Authorship Record ships, notes grow to-dos and foreshadowing pairs, and co-review gets smoother

T Tim · June 30, 2026 · 6 min read

Today we ship v3.4.0. The star of this release is a new document: the Authorship Record. When “did a person write this?” stops being rhetorical and turns into a question you actually get asked — at an award submission, a magazine desk, a delivery deadline — you need something you can hand over. There’s more in the box, too. Notes now pair a setup with its payoff and carry to-do checkboxes. One click finds repeated passages across a whole book. Collaborative review got a thorough pass.
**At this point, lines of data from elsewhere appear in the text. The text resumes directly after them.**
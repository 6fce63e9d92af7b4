use crate::error::{LsirError, Result};
use crate::normalize::{stopwords, Lowercaser, Normalizer, PunctuationRemover};
use serde::{Deserialize, Serialize};
use std::collections::HashSet;
use std::fmt;
use std::str::FromStr;

/// Languages with both a stopword dictionary and a snowball stemmer.
#[derive(Debug, Clone, Copy, PartialEq, Eq, Hash, PartialOrd, Ord, Serialize, Deserialize)]
#[serde(rename_all = "lowercase")]
pub enum Language {
    English,
    Spanish,
    Portuguese,
    French,
    Italian,
    German,
}

impl Language {
    /// Voting order of the guesser; earlier languages win ties.
    pub const ALL: [Language; 6] = [
        Language::English,
        Language::Spanish,
        Language::Portuguese,
        Language::French,
        Language::Italian,
        Language::German,
    ];

    pub fn name(self) -> &'static str {
        match self {
            Language::English => "english",
            Language::Spanish => "spanish",
            Language::Portuguese => "portuguese",
            Language::French => "french",
            Language::Italian => "italian",
            Language::German => "german",
        }
    }

    pub(crate) fn stemmer_algorithm(self) -> rust_stemmers::Algorithm {
        use rust_stemmers::Algorithm;
        match self {
            Language::English => Algorithm::English,
            Language::Spanish => Algorithm::Spanish,
            Language::Portuguese => Algorithm::Portuguese,
            Language::French => Algorithm::French,
            Language::Italian => Algorithm::Italian,
            Language::German => Algorithm::German,
        }
    }

    /// Resolves a document language tag, falling back to `default` when the tag is blank.
    pub fn resolve(tag: &str, default: Language) -> Result<Language> {
        if tag.trim().is_empty() {
            return Ok(default);
        }
        tag.parse()
    }
}

impl fmt::Display for Language {
    fn fmt(&self, f: &mut fmt::Formatter<'_>) -> fmt::Result {
        f.write_str(self.name())
    }
}

impl FromStr for Language {
    type Err = LsirError;

    /// Accepts names (`spanish`), ISO codes (`es`) and locale tags (`es_CO`, `en-US`).
    fn from_str(tag: &str) -> Result<Self> {
        let lowered = tag.trim().to_lowercase();
        let primary = lowered.split(['_', '-']).next().unwrap_or_default();
        let language = match primary {
            "english" | "en" | "eng" => Language::English,
            "spanish" | "es" | "spa" | "español" | "espanol" => Language::Spanish,
            "portuguese" | "pt" | "por" | "português" => Language::Portuguese,
            "french" | "fr" | "fra" | "fre" | "français" => Language::French,
            "italian" | "it" | "ita" | "italiano" => Language::Italian,
            "german" | "de" | "deu" | "ger" | "deutsch" => Language::German,
            _ => return Err(LsirError::UnknownLanguage(tag.to_string())),
        };
        Ok(language)
    }
}

/// Guesses the language of free text, typically a query.
pub trait LanguageGuesser: Send + Sync {
    fn guess(&self, text: &str) -> Language;
}

/// Always answers the same language.
#[derive(Debug, Clone, Copy)]
pub struct FixedGuesser(pub Language);

impl LanguageGuesser for FixedGuesser {
    fn guess(&self, _text: &str) -> Language {
        self.0
    }
}

/// Dictionary voting over the stopword lists of every supported language.
pub struct StopwordGuesser {
    dictionaries: Vec<(Language, HashSet<&'static str>)>,
    punctuation: PunctuationRemover,
    default_language: Language,
}

impl StopwordGuesser {
    pub fn new(default_language: Language) -> Self {
        let dictionaries = Language::ALL
            .iter()
            .map(|&lang| (lang, stopwords::words(lang).iter().copied().collect()))
            .collect();
        Self { dictionaries, punctuation: PunctuationRemover::default(), default_language }
    }

    /// Number of tokens of `text` found in each language's dictionary, in voting order.
    pub fn counts(&self, text: &str) -> Vec<(Language, usize)> {
        let cleaned = Lowercaser.apply_to(&self.punctuation.apply_to(text));
        let tokens: Vec<&str> = cleaned.split_whitespace().collect();
        self.dictionaries
            .iter()
            .map(|(lang, dict)| (*lang, tokens.iter().filter(|t| dict.contains(**t)).count()))
            .collect()
    }
}

impl Default for StopwordGuesser {
    fn default() -> Self {
        Self::new(Language::English)
    }
}

impl LanguageGuesser for StopwordGuesser {
    fn guess(&self, text: &str) -> Language {
        let mut best = self.default_language;
        let mut best_count = 0;
        for (lang, count) in self.counts(text) {
            if count > best_count {
                best = lang;
                best_count = count;
            }
        }
        best
    }
}

#[cfg(test)]
mod tests {
    use super::*;

    #[test]
    fn parses_names_codes_and_locales() {
        assert_eq!("spanish".parse::<Language>().unwrap(), Language::Spanish);
        assert_eq!("es_CO".parse::<Language>().unwrap(), Language::Spanish);
        assert_eq!("en-US".parse::<Language>().unwrap(), Language::English);
        assert_eq!("DE".parse::<Language>().unwrap(), Language::German);
        assert!(matches!("klingon".parse::<Language>(), Err(LsirError::UnknownLanguage(_))));
    }

    #[test]
    fn blank_tag_resolves_to_default() {
        assert_eq!(Language::resolve("  ", Language::Italian).unwrap(), Language::Italian);
    }

    #[test]
    fn guesses_languages_for_different_sentences() {
        let guesser = StopwordGuesser::default();
        assert_eq!(guesser.guess("hola, ¿qué hace?"), Language::Spanish);
        assert_eq!(guesser.guess("hello, how are you?"), Language::English);
        assert_eq!(guesser.guess("je suis un homme"), Language::French);
        assert_eq!(guesser.guess("ich trinke das Wasser"), Language::German);
    }

    #[test]
    fn falls_back_to_default_language() {
        let guesser = StopwordGuesser::default();
        assert_eq!(guesser.guess("askdfjlask klajsd flkajslk ajlsdkfj alskdf"), Language::English);
        assert_eq!(guesser.guess(""), Language::English);
    }

    #[test]
    fn picks_dominant_language() {
        let guesser = StopwordGuesser::default();
        assert_eq!(guesser.guess("hello how are you man hola que hace"), Language::English);
        assert_eq!(guesser.guess("hello how are hola que hay de nuevo"), Language::Spanish);
        assert_eq!(
            guesser.guess("Communications in Computer and Information Science"),
            Language::English
        );
    }
}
And you can stop the AI mid-run, whenever you want.


Authorship Record: show a third party that a human wrote this book

This past May, the film academy set a new rule for the 2027 Oscars: only scripts written by a real person can be nominated for the screenwriting award, and the academy reserves the right to investigate whether a work used generative AI. Here’s the catch. The industry already agrees on one thing: there is no reliable AI detector. When detection is a dead end, one path is left. You bring a credible record of how the work was made.

That’s exactly what Slima has been collecting since day one. Every version you write is kept. Every Snapshot can be restored. The whole timeline is the evidence that you grew this book one word at a time. Now that timeline becomes a document with a single click.

  • Where to make it: You’ll find the Authorship Record in the export menu in Writing Studio, or on the Deliver tab in Script Studio.
  • What’s inside: A Creation timeline ordered by version history, a Word count growth curve, a breakdown of Versions and Manual snapshots, Days of work, Final manuscript words, and a count of AI interactions. It lays out how the book actually came together, for a reviewer to read.
  • Add your name: Before you generate it, you can write an Authorship statement and sign it yourself. Your Author signature gets embedded in the report. (The signature only goes into the document; it’s never stored on our servers.)
  • Print to PDF: The report is a printable web page. Use your browser’s Print -> Save as PDF, and you have a file to send.

We’ll also say this plainly: a creation history is strong evidence, not airtight proof. The report is honest about what it can and can’t show, and it won’t overclaim on your behalf. If you want to understand why this matters and where its limits are, read When “Did a human write this?” becomes a real question. For a step-by-step walkthrough, see Create your Authorship Record.


Notes, upgraded: categories, checkboxes, and foreshadowing pairs

Notes in Writing Studio grew some structure this release.

  • Notes can be categorized: Sort notes by what they’re for, instead of piling everything into one heap.
  • To-do notes get checkboxes: Tick them off. A checked item gets a strikethrough on its title and can show the author who closed it. It’s a lightweight progress list sitting right next to your draft.
  • Foreshadowing pairs: Link a “setup” note to its “payoff” note as a single pair, and the panel will flag which threads you haven’t paid off yet. Planting something and forgetting to land it is the most common hole in a long book. Now Slima keeps track for you.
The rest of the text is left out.